Alors que l'Union européenne s'apprête à réviser sa régulation climatique du transport aérien, la France pousse pour un maintien du statu quo, selon des sources diplomatiques. Cette position, défendue par le gouvernement français, vise à préserver la compétitivité des compagnies aériennes nationales et à éviter des distorsions de concurrence avec les transporteurs non européens.
Les enjeux de la révision
La Commission européenne propose d'étendre le système d'échange de quotas d'émission (ETS) à tous les vols au départ de l'UE, y compris les vols long-courriers. Actuellement, seuls les vols intra-européens sont soumis à ce mécanisme. L'objectif est d'accélérer la décarbonation du secteur aérien, qui représente environ 3% des émissions de CO2 de l'UE.
Cependant, cette extension suscite des craintes chez les compagnies aériennes européennes, qui redoutent une perte de compétitivité face à leurs concurrents du Golfe ou d'Asie. Elles estiment que les compagnies non européennes pourraient contourner les règles en faisant escale dans des hubs hors UE.
La position française
La France, par la voix de son ministre des Transports, a exprimé des réserves sur cette proposition. Paris préfère une approche progressive, avec un maintien du statu quo jusqu'à ce qu'un accord mondial sur la régulation du transport aérien soit trouvé au sein de l'Organisation de l'aviation civile internationale (OACI).
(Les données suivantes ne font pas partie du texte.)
//! End-to-end loader tests against a real `JsRuntime` and fixture modules
//! written to a temp dir.

use std::path::{Path, PathBuf};

use loader::{load, CallShape, InvokeError, LoadError, LoadSpec, ModuleFormat};
use serde_json::{json, Value};

fn write(dir: &Path, name: &str, contents: &str) -> PathBuf {
    let path = dir.join(name);
    if let Some(parent) = path.parent() {
        std::fs::create_dir_all(parent).unwrap();
    }
    std::fs::write(&path, contents).unwrap();
    path
}

fn spec(path: PathBuf, target: &str, shape: CallShape) -> LoadSpec {
    LoadSpec {
        code_location: path,
        target: target.to_string(),
        shape,
        context: None,
    }
}

fn http_request() -> Value {
    json!({
        "url": "/anything",
        "method": "GET",
        "headers": {},
        "query": {},
        "body": null,
    })
}

#[tokio::test(flavor = "multi_thread")]
async fn classic_hello_http_responds_200() {
    let dir = tempfile::tempdir().unwrap();
    let entry = write(
        dir.path(),
        "index.js",
        "exports.helloHttp = (req, res) => { res.send('Hello HTTP!') }\n",
    );

    let handle = load(spec(entry, "helloHttp", CallShape::RequestResponse))
        .await
        .unwrap();
    assert_eq!(handle.format(), ModuleFormat::Classic);

    let response = handle.invoke(http_request()).await.unwrap();
    assert_eq!(response["status"], 200);
    assert_eq!(response["body"], "Hello HTTP!");
}

#[tokio::test(flavor = "multi_thread")]
async fn es_module_detected_from_manifest() {
    let dir = tempfile::tempdir().unwrap();
    write(dir.path(), "package.json", r#"{"type":"module"}"#);
    let entry = write(
        dir.path(),
        "index.js",
        "export const echo = (event) => event\n",
    );

    let handle = load(spec(entry, "echo", CallShape::EventOnly)).await.unwrap();
    assert_eq!(handle.format(), ModuleFormat::EsModule);

    let event = json!({"id": "1", "type": "t", "data": {"x": 1}});
    let result = handle.invoke(event.clone()).await.unwrap();
    assert_eq!(result, event);
}

#[tokio::test(flavor = "multi_thread")]
async fn mjs_extension_forces_es_module() {
    let dir = tempfile::tempdir().unwrap();
    let entry = write(
        dir.path(),
        "fn.mjs",
        "export default (event) => ({ got: event })\n",
    );

    let handle = load(spec(entry, "default", CallShape::EventOnly))
        .await
        .unwrap();
    assert_eq!(handle.format(), ModuleFormat::EsModule);
    let result = handle.invoke(json!("payload")).await.unwrap();
    assert_eq!(result, json!({"got": "payload"}));
}

#[tokio::test(flavor = "multi_thread")]
async fn cjs_extension_forces_classic_despite_manifest() {
    let dir = tempfile::tempdir().unwrap();
    write(dir.path(), "package.json", r#"{"type":"module"}"#);
    let entry = write(
        dir.path(),
        "fn.cjs",
        "module.exports = { f: (data) => data }\n",
    );

    let handle = load(spec(entry, "f", CallShape::DataInOut)).await.unwrap();
    assert_eq!(handle.format(), ModuleFormat::Classic);
    let result = handle.invoke(json!({"n": 3})).await.unwrap();
    assert_eq!(result, json!({"n": 3}));
}

#[tokio::test(flavor = "multi_thread")]
async fn nested_dot_target_resolves() {
    let dir = tempfile::tempdir().unwrap();
    let entry = write(
        dir.path(),
        "index.js",
        "exports.helloNestedObj = {\n\
         \x20 notFunctional: 'plain value',\n\
         \x20 helloWorld: (req, res) => { res.send('Hello World!') },\n\
         }\n",
    );

    let handle = load(spec(
        entry,
        "helloNestedObj.helloWorld",
        CallShape::RequestResponse,
    ))
    .await
    .unwrap();
    let response = handle.invoke(http_request()).await.unwrap();
    assert_eq!(response["body"], "Hello World!");
}

#[tokio::test(flavor = "multi_thread")]
async fn undefined_intermediate_is_target_not_found() {
    let dir = tempfile::tempdir().unwrap();
    let entry = write(dir.path(), "index.js", "exports.a = { b: () => {} }\n");

    let err = load(spec(entry, "a.missing.b", CallShape::EventOnly))
        .await
        .unwrap_err();
    assert!(matches!(err, LoadError::TargetNotFound { .. }));
}

#[tokio::test(flavor = "multi_thread")]
async fn non_function_target_reports_observed_type() {
    let dir = tempfile::tempdir().unwrap();
    let entry = write(
        dir.path(),
        "index.js",
        "exports.notFunctional = 'this is not a function'\n",
    );

    let err = load(spec(entry, "notFunctional", CallShape::EventOnly))
        .await
        .unwrap_err();
    match err {
        LoadError::TargetNotCallable { target, actual } => {
            assert_eq!(target, "notFunctional");
            assert_eq!(actual, "string");
        }
        other => panic!("expected TargetNotCallable, got {other:?}"),
    }
}

#[tokio::test(flavor = "multi_thread")]
async fn missing_module_is_module_not_found() {
    let dir = tempfile::tempdir().unwrap();
    let err = load(spec(
        dir.path().join("absent.js"),
        "f",
        CallShape::EventOnly,
    ))
    .await
    .unwrap_err();
    assert!(matches!(err, LoadError::ModuleNotFound(_)));
}

#[tokio::test(flavor = "multi_thread")]
async fn throwing_module_is_load_error_not_a_crash() {
    let dir = tempfile::tempdir().unwrap();
    let entry = write(
        dir.path(),
        "index.js",
        "throw new Error('syntax trouble at load time')\n",
    );

    let err = load(spec(entry, "f", CallShape::EventOnly)).await.unwrap_err();
    match err {
        LoadError::ModuleLoadError(message) => {
            assert!(message.contains("syntax trouble"), "got: {message}");
        }
        other => panic!("expected ModuleLoadError, got {other:?}"),
    }
}

#[tokio::test(flavor = "multi_thread")]
async fn classic_require_resolves_relative_and_json_modules() {
    let dir = tempfile::tempdir().unwrap();
    write(dir.path(), "lib/greeting.js", "module.exports = { word: 'hi' }\n");
    write(dir.path(), "limits.json", r#"{"max": 3}"#);
    let entry = write(
        dir.path(),
        "index.js",
        "const greeting = require('./lib/greeting')\n\
         const limits = require('./limits.json')\n\
         exports.f = () => greeting.word + ':' + limits.max\n",
    );

    let handle = load(spec(entry, "f", CallShape::DataInOut)).await.unwrap();
    let result = handle.invoke(Value::Null).await.unwrap();
    assert_eq!(result, json!("hi:3"));
}

#[tokio::test(flavor = "multi_thread")]
async fn bare_require_specifier_fails_the_load() {
    let dir = tempfile::tempdir().unwrap();
    let entry = write(
        dir.path(),
        "index.js",
        "const express = require('express')\nexports.f = () => {}\n",
    );

    let err = load(spec(entry, "f", CallShape::EventOnly)).await.unwrap_err();
    assert!(matches!(err, LoadError::ModuleLoadError(_)));
}

#[tokio::test(flavor = "multi_thread")]
async fn loading_twice_yields_behaviorally_identical_handles() {
    let dir = tempfile::tempdir().unwrap();
    let entry = write(
        dir.path(),
        "index.js",
        "exports.double = (data) => data * 2\n",
    );

    let first = load(spec(entry.clone(), "double", CallShape::DataInOut))
        .await
        .unwrap();
    let second = load(spec(entry, "double", CallShape::DataInOut))
        .await
        .unwrap();

    assert_eq!(first.invoke(json!(21)).await.unwrap(), json!(42));
    assert_eq!(second.invoke(json!(21)).await.unwrap(), json!(42));
}

#[tokio::test(flavor = "multi_thread")]
async fn throwing_callable_surfaces_as_invoke_error() {
    let dir = tempfile::tempdir().unwrap();
    let entry = write(
        dir.path(),
        "index.js",
        "exports.f = () => { throw new Error('boom') }\n",
    );

    let handle = load(spec(entry, "f", CallShape::EventOnly)).await.unwrap();
    let err = handle.invoke(json!({})).await.unwrap_err();
    match err {
        InvokeError::Function(message) => assert!(message.contains("boom"), "got: {message}"),
        other => panic!("expected Function error, got {other:?}"),
    }
}

#[tokio::test(flavor = "multi_thread")]
async fn async_callable_resolves_through_the_event_loop() {
    let dir = tempfile::tempdir().unwrap();
    let entry = write(
        dir.path(),
        "index.js",
        "exports.f = async (data) => { return Promise.resolve(data + 1) }\n",
    );

    let handle = load(spec(entry, "f", CallShape::DataInOut)).await.unwrap();
    assert_eq!(handle.invoke(json!(1)).await.unwrap(), json!(2));
}

#[tokio::test(flavor = "multi_thread")]
async fn null_return_from_cloudevent_callable_becomes_empty_object() {
    let dir = tempfile::tempdir().unwrap();
    let entry = write(dir.path(), "index.js", "exports.f = () => null\n");

    let handle = load(spec(entry, "f", CallShape::EventOnly)).await.unwrap();
    assert_eq!(handle.invoke(json!({})).await.unwrap(), json!({}));
}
Cette position est soutenue par le principal syndicat du secteur aérien français, qui craint des pertes d'emplois et une hausse des prix des billets. En revanche, les associations environnementales dénoncent un recul face à l'urgence climatique.
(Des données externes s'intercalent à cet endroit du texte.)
use std::net::SocketAddr;
use std::sync::Arc;

use engine::SignatureRouter;

use crate::router::app_router;

/// Bind and serve until the process exits. Callers must finish validation
/// and function loading before this runs; nothing is accepted earlier.
pub async fn serve(state: Arc<SignatureRouter>, port: u16) -> std::io::Result<()> {
    let addr = SocketAddr::from(([0, 0, 0, 0], port));
    let listener = tokio::net::TcpListener::bind(addr).await?;
    tracing::info!("serving on {addr}");
    axum::serve(listener, app_router(state)).await
}
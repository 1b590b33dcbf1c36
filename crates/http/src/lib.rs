mod router;
mod server;

pub use router::app_router;
pub use server::serve;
Les réactions des autres États membres
L'Allemagne et les Pays-Bas sont favorables à une extension rapide de l'ETS, tandis que les pays du Sud de l'Europe, comme l'Espagne et l'Italie, sont plus réservés. Les discussions s'annoncent tendues au sein du Conseil de l'UE, où la France cherche à rallier une majorité de blocage.
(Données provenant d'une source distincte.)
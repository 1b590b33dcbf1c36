//! Signature routing: one of five request-handling variants, selected once
//! at startup from the configured signature and mode.

use config::{FunctionMode, SignatureConfig, SignatureType};
use context::InvocationContext;
use loader::{CallShape, FunctionHandle};
use serde_json::{json, Map, Value};

use crate::cloudevent;
use crate::envelope::{RequestEnvelope, ResponseEnvelope};
use crate::fanout;

/// The request-handling variant. Fixed for the process lifetime.
#[derive(Debug, Clone, Copy, PartialEq, Eq)]
pub enum Variant {
    Http,
    CloudEvent,
    General,
    Subscribe,
    BindingReceive,
}

impl Variant {
    pub fn select(source: SignatureType, mode: Option<FunctionMode>) -> Self {
        match (source, mode) {
            (SignatureType::Http, _) => Self::Http,
            (SignatureType::CloudEvent, _) => Self::CloudEvent,
            (SignatureType::OpenFunction, None) => Self::General,
            (SignatureType::OpenFunction, Some(FunctionMode::Subscribe)) => Self::Subscribe,
            (SignatureType::OpenFunction, Some(FunctionMode::BindingReceive)) => {
                Self::BindingReceive
            }
        }
    }
}

/// How the user callable is invoked for a given signature. The loader needs
/// this before the router exists.
pub fn call_shape(source: SignatureType) -> CallShape {
    match source {
        SignatureType::Http => CallShape::RequestResponse,
        SignatureType::CloudEvent => CallShape::EventOnly,
        SignatureType::OpenFunction => CallShape::DataInOut,
    }
}

pub struct SignatureRouter {
    variant: Variant,
    handle: FunctionHandle,
    context: InvocationContext,
    config: SignatureConfig,
}

impl SignatureRouter {
    pub fn new(
        config: SignatureConfig,
        handle: FunctionHandle,
        context: InvocationContext,
    ) -> Self {
        let variant = Variant::select(config.source, config.mode);
        Self {
            variant,
            handle,
            context,
            config,
        }
    }

    pub fn variant(&self) -> Variant {
        self.variant
    }

    /// Pubsub topic subscriptions advertised to the sidecar's discovery
    /// endpoint. Non-empty only for the subscribe variant.
    pub fn subscriptions(&self) -> Value {
        match (self.variant, &self.config.input) {
            (Variant::Subscribe, Some(input)) => json!([{
                "pubsubname": input.name,
                "topic": input.uri,
                "route": "/",
            }]),
            _ => json!([]),
        }
    }

    /// Handle one request. Never fails outward: every handler-caught error
    /// is already mapped to its 415 response here.
    pub async fn handle(&self, request: RequestEnvelope) -> ResponseEnvelope {
        match self.variant {
            Variant::Http => self.handle_http(request).await,
            Variant::CloudEvent => self.handle_cloudevent(request).await,
            Variant::General | Variant::BindingReceive => {
                let payload = request.json_body().unwrap_or(Value::Null);
                self.invoke_and_fan_out(payload).await
            }
            Variant::Subscribe => {
                // The inbound body is an event envelope; the callable sees
                // only its data field.
                let payload = match request.json_body() {
                    Some(Value::Object(mut event)) => {
                        event.remove("data").unwrap_or(Value::Null)
                    }
                    Some(other) => other,
                    None => Value::Null,
                };
                self.invoke_and_fan_out(payload).await
            }
        }
    }

    async fn handle_http(&self, request: RequestEnvelope) -> ResponseEnvelope {
        let payload = http_payload(&request);
        match self.handle.invoke(payload).await {
            Ok(value) => ResponseEnvelope::from_value(value).unwrap_or_else(|err| {
                tracing::error!("malformed response from http callable: {err}");
                ResponseEnvelope::error_unsupported(&err.to_string(), None)
            }),
            Err(err) => ResponseEnvelope::error_unsupported(&err.to_string(), None),
        }
    }

    async fn handle_cloudevent(&self, request: RequestEnvelope) -> ResponseEnvelope {
        let mode = cloudevent::classify(&request);
        let event = match cloudevent::decode(&request, mode) {
            Ok(event) => event,
            Err(err) => return ResponseEnvelope::error_unsupported(&err.to_string(), None),
        };
        match self.handle.invoke(Value::Object(event)).await {
            Ok(result) => ResponseEnvelope::ok_json(&result),
            Err(err) => ResponseEnvelope::error_unsupported(&err.to_string(), None),
        }
    }

    async fn invoke_and_fan_out(&self, payload: Value) -> ResponseEnvelope {
        let result = match self.handle.invoke(payload).await {
            Ok(result) => result,
            Err(err) => return ResponseEnvelope::error_unsupported(&err.to_string(), None),
        };
        if self.config.outputs.is_empty() {
            return ResponseEnvelope::ok_json(&json!({ "data": result }));
        }
        match fanout::deliver(&self.context, &self.config.outputs, &result).await {
            Ok(()) => ResponseEnvelope::ok_empty(),
            Err(err) => {
                ResponseEnvelope::error_unsupported(&err.message, Some(&err.sink))
            }
        }
    }
}

/// Flatten a request into the plain object the `(req, res)` callable sees.
fn http_payload(request: &RequestEnvelope) -> Value {
    let mut headers = Map::new();
    for (name, value) in &request.headers {
        headers.insert(name.clone(), Value::String(value.clone()));
    }

    let mut query = Map::new();
    if let Some((_, raw)) = request.url.split_once('?') {
        for pair in raw.split('&').filter(|p| !p.is_empty()) {
            let (key, value) = pair.split_once('=').unwrap_or((pair, ""));
            query.insert(key.to_string(), Value::String(value.to_string()));
        }
    }

    json!({
        "url": request.url,
        "method": request.method,
        "headers": headers,
        "query": query,
        "body": request.json_body().unwrap_or(Value::Null),
    })
}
Le Parlement européen, quant à lui, a adopté une position plus ambitieuse, incluant une taxation du kérosène, ce que la France rejette également. Le gouvernement français argue qu'une telle mesure serait prématurée et risquerait de fragiliser le secteur.
Un compromis en vue ?
Pour sortir de l'impasse, la France propose un compromis : étendre l'ETS uniquement aux vols long-courriers au départ de l'UE, mais avec des exemptions pour les compagnies qui utilisent des carburants durables. Cette proposition pourrait servir de base de négociation lors du prochain Conseil des ministres des Transports de l'UE.
En attendant, la position française est critiquée par les ONG, qui l'accusent de freiner l'action climatique. Le gouvernement rétorque qu'il faut agir sans pénaliser l'économie. Le débat est loin d'être clos, et la décision finale est attendue pour la fin de l'année.